What is even more strange is that I set up custom sensors to read the GPU data, there was no change in power consumption, temperature or frequency at all (WARNING: Works on my machine™ code):
class nvGPUFreq(CustomDataSource):
def as_numeric(self) -> float:
pass
def as_string(self) -> str:
try:
saidaNvidia = obtemDadosNvidia()
linhaDividida = saidaNvidia.strip().split()
coreFreq = linhaDividida[5].strip()
return '{}MHz'.format(coreFreq).rjust(7)
except Exception as err:
print(err)
return ''
class nvGPUTemp(CustomDataSource):
def as_numeric(self) -> float:
pass
def as_string(self) -> str:
try:
saidaNvidia = obtemDadosNvidia()
linhaDividida = saidaNvidia.strip().split()

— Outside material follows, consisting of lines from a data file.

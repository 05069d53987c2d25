//! Configuration provider using Figment for cloudview

use crate::{error::ConfigError, types::CloudviewConfig, ConfigResult};
use figment::{
    providers::{Env, Format, Json, Serialized, Toml, Yaml},
    Figment,
};
use std::path::{Path, PathBuf};
use tracing::{debug, trace};

/// Prefix for environment variable overrides, e.g. `CLOUDVIEW_VIEW_MODE`.
pub const ENV_PREFIX: &str = "CLOUDVIEW_";

/// Configuration provider using figment
///
/// No caching is performed; every [`load`](ConfigProvider::load) reads the
/// file and environment again.
#[derive(Debug, Default, Clone)]
pub struct ConfigProvider {
    file: Option<PathBuf>,
}

impl ConfigProvider {
    /// Create a provider that only reads defaults and the environment
    pub fn new() -> Self {
        Self { file: None }
    }

    /// Add a configuration file layer. A missing file contributes nothing.
    pub fn with_file(mut self, path: impl Into<PathBuf>) -> Self {
        self.file = Some(path.into());
        self
    }

    /// Load and validate the configuration from all layers
    pub fn load(&self) -> ConfigResult<CloudviewConfig> {
        let figment = self.build_figment()?;
        let config: CloudviewConfig = figment.extract()?;
        config.validate()?;

        debug!(
            validation = ?config.validation,
            view_mode = %config.view_mode,
            render_cache = config.render_cache,
            "loaded cloudview configuration"
        );
        Ok(config)
    }

    /// Build the figment configuration with all sources in precedence order
    fn build_figment(&self) -> ConfigResult<Figment> {
        let mut figment = Figment::from(Serialized::defaults(CloudviewConfig::default()));

        if let Some(path) = &self.file {
            figment = figment.merge(Self::file_layer(path)?);
        }

        Ok(figment.merge(Self::env_layer()))
    }

    /// Load a single configuration file based on its extension
    fn file_layer(path: &Path) -> ConfigResult<Figment> {
        trace!("Loading config file: {}", path.display());

        let extension = path
            .extension()
            .and_then(|e| e.to_str())
            .map(str::to_ascii_lowercase)
            .unwrap_or_default();

        match extension.as_str() {
            "toml" => Ok(Figment::from(Toml::file(path))),
            "yaml" | "yml" => Ok(Figment::from(Yaml::file(path))),
            "json" => Ok(Figment::from(Json::file(path))),
            other => Err(ConfigError::UnsupportedFormat {
                format: other.to_string(),
            }),
        }
    }

    fn env_layer() -> Figment {
        Figment::from(Env::prefixed(ENV_PREFIX).map(|key| key.as_str().to_lowercase().into()))
    }
}

#[cfg(test)]
mod tests {
    use super::*;
    use crate::ValidationMode;
    use serial_test::serial;
    use std::fs;
    use tempfile::TempDir;

    #[test]
    #[serial]
    fn test_defaults_without_file() {
        let config = ConfigProvider::new().load().unwrap();
        assert_eq!(config, CloudviewConfig::default());
    }

    #[test]
    #[serial]
    fn test_missing_file_is_ignored() {
        let temp = TempDir::new().unwrap();
        let config = ConfigProvider::new()
            .with_file(temp.path().join("absent.toml"))
            .load()
            .unwrap();
        assert_eq!(config.view_mode, "full");
    }

    #[test]
    fn test_unsupported_extension() {
        let result = ConfigProvider::new().with_file("/tmp/cloudview.ini").load();
        assert!(matches!(result, Err(ConfigError::UnsupportedFormat { .. })));
    }

    #[test]
    #[serial]
    fn test_yaml_file_layer() {
        let temp = TempDir::new().unwrap();
        let path = temp.path().join("cloudview.yaml");
        fs::write(
            &path,
            "validation: lenient\nfieldset_weight_start: 5\nlangcode: ja\n",
        )
        .unwrap();

        let config = ConfigProvider::new().with_file(&path).load().unwrap();
        assert_eq!(config.validation, ValidationMode::Lenient);
        assert_eq!(config.fieldset_weight_start, 5);
        assert_eq!(config.langcode.as_deref(), Some("ja"));
        assert_eq!(config.view_mode, "full");
    }
}
//! Fields and fieldsets shared by every cloud resource.

use cloudview_fields::{FieldDef, ResourceSchema};
use cloudview_views::{FieldsetDef, ViewDef};

/// A resource schema with the standard bookkeeping fields around `fields`:
/// `cloud_context` and the label field first, then `uid`, `created`,
/// `changed` and `refreshed` last.
pub fn cloud_resource(
    entity_type: &str,
    label: &str,
    label_field: FieldDef,
    fields: impl IntoIterator<Item = FieldDef>,
) -> ResourceSchema {
    let label_name = label_field.name.clone();
    ResourceSchema::new(entity_type, label, label_name)
        .field(
            FieldDef::string("cloud_context", "Cloud service provider ID")
                .describe("A unique ID for the cloud service provider.")
                .read_only(),
        )
        .field(label_field)
        .fields(fields)
        .field(FieldDef::integer("uid", "Owner").describe("The user ID of the resource owner."))
        .field(FieldDef::timestamp("created", "Created").read_only())
        .field(FieldDef::timestamp("changed", "Changed").read_only())
        .field(FieldDef::timestamp("refreshed", "Refreshed").read_only())
}

/// The usual `name` label field.
pub fn name() -> FieldDef {
    FieldDef::string("name", "Name")
}

/// Repeated key/value pairs such as tags or labels.
pub fn key_values(name: &str, label: &str) -> FieldDef {
    FieldDef::composite(name, label, &["item_key", "item_value"])
}

pub fn tags() -> FieldDef {
    key_values("tags", "Tags")
}

pub fn tags_fieldset() -> FieldsetDef {
    single_field_fieldset("tags", "Tags")
}

/// A container for a single composite field, keyed `fieldset_<field>` so it
/// never shadows the field itself.
pub fn single_field_fieldset(field: &str, title: &str) -> FieldsetDef {
    FieldsetDef::new(format!("fieldset_{field}"), title, &[field])
}

/// The collapsed trailing container every resource has.
pub fn others() -> FieldsetDef {
    FieldsetDef::new("others", "Others", &["cloud_context", "uid"]).collapsed()
}

pub fn view(entity_type: &str, fieldsets: Vec<FieldsetDef>, selectable: &[&str]) -> ViewDef {
    fieldsets
        .into_iter()
        .fold(ViewDef::new(entity_type), ViewDef::fieldset)
        .selectable(selectable)
}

gpuTemp = linhaDividida[2].strip()
return '{}°C'.format(gpuTemp).rjust(5)
except Exception as err:
print(err)
return ''
class nvGPUMem(CustomDataSource):
def as_numeric(self) -> float:
try:
saidaNvidia = obtemDadosNvidia()
linhaDividida = saidaNvidia.strip().split()
gpuMem = int(linhaDividida[6]) + int(linhaDividida[7]) + int(linhaDividida[8])
return gpuMem
except Exception as err:
print(err)
return 0
def as_string(self) -> str:
try:
saidaNvidia = obtemDadosNvidia()
linhaDividida = saidaNvidia.strip().split()
gpuMem = int(linhaDividida[6]) + int(linhaDividida[7]) + int(linhaDividida[8])
return '{} MB'.format(gpuMem).rjust(8)
except Exception as err:
print(err)
return ''
class nvGPUMemPercent(CustomDataSource):
def as_numeric(self) -> float:
try:
saidaNvidia = obtemDadosNvidia()
linhaDividida = saidaNvidia.strip().split()
gpuMemPercent = int(round(100 * (int(linhaDividida[6]) + int(linhaDividida[7]) + int(linhaDividida[8]))/int(linhaDividida[15]),0))
print(gpuMemPercent)
return gpuMemPercent
except Exception as err:
print(err)
return 0
def as_string(self) -> str:
pass
saidaNvidia = ""
ultimaExecucaoNvidiaSMI = 0
def obtemDadosNvidia():
global saidaNvidia
global ultimaExecucaoNvidiaSMI
if (time.time() - ultimaExecucaoNvidiaSMI < 1):
return saidaNvidia
ultimaExecucaoNvidiaSMI = time.time()
processoNV = subprocess.Popen(["nvidia-smi", "dmon", "-s", "pcmu", "-c", "1"],stdout=subprocess.PIPE, stderr=subprocess.PIPE)
saidaEErro = processoNV.communicate()
for linha in saidaEErro[0].decode(encoding="utf-8").strip().split('\n'):
if (linha.startswith('#')):
continue
processoNV_2 = subprocess.Popen(["nvidia-smi", "--query-gpu", "memory.total", "--id=0", "--format=csv,nounits,noheader"],stdout=subprocess.PIPE, stderr=subprocess.PIPE)
saidaEErro_2 = processoNV_2.communicate()
saidaNvidia = linha + " " + saidaEErro_2[0].decode(encoding="utf-8").strip()
print(linha)
return linha
I'm doubtful this is a bug that was introduced on turing-smart-screen-python, as I had an older version available and it's presenting the same behavior now. This may be related to updates on the kernel or Nvidia drivers that caused some change that are now triggering this abnormal behavior. However, if this becomes the new "default", then it may cause problems, as cooking GPUs.
Information about the Nvidia driver: Driver Version: 555.42.06 CUDA Version: 12.5. Tested with 5.15 and 6.5 kernels available on Ubuntu repository.